• _WHAT YOU HAVE TO DO_: If a line in the data holds "password", copy that line out in full.

• _Stored items_:
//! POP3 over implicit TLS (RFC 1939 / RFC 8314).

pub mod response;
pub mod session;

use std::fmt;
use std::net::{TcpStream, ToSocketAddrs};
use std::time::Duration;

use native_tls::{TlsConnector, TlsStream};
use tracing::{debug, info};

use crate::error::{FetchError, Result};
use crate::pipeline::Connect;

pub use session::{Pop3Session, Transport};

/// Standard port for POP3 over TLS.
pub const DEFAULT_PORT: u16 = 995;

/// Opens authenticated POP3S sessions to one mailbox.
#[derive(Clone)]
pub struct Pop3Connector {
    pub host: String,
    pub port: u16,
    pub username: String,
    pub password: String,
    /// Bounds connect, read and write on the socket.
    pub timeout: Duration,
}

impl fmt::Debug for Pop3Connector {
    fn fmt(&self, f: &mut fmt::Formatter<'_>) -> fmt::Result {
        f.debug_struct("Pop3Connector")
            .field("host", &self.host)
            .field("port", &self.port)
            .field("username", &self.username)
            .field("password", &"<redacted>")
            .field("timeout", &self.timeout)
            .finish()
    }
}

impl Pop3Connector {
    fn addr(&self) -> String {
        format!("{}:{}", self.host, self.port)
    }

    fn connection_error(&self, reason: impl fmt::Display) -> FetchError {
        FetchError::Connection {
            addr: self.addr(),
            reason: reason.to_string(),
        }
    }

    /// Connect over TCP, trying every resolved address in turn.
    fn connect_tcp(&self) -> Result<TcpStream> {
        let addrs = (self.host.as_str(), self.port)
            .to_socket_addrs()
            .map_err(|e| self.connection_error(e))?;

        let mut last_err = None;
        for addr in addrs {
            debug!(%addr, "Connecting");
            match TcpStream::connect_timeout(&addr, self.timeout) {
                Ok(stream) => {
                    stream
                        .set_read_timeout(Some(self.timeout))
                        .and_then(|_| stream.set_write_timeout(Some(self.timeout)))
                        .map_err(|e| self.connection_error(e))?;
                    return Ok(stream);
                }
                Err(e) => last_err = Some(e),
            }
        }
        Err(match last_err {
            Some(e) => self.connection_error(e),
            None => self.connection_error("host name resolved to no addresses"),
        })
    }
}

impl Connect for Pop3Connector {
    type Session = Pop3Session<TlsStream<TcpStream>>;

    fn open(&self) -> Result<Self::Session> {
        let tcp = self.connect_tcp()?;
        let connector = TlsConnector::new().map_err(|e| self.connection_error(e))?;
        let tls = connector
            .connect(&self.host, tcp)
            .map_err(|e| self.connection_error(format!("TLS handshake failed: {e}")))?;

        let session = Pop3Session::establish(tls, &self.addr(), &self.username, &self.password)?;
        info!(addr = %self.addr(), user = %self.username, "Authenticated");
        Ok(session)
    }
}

• _RESPONSE AREA_:
    pub password: String,
            .field("password", &"<redacted>")
        let session = Pop3Session::establish(tls, &self.addr(), &self.username, &self.password)?;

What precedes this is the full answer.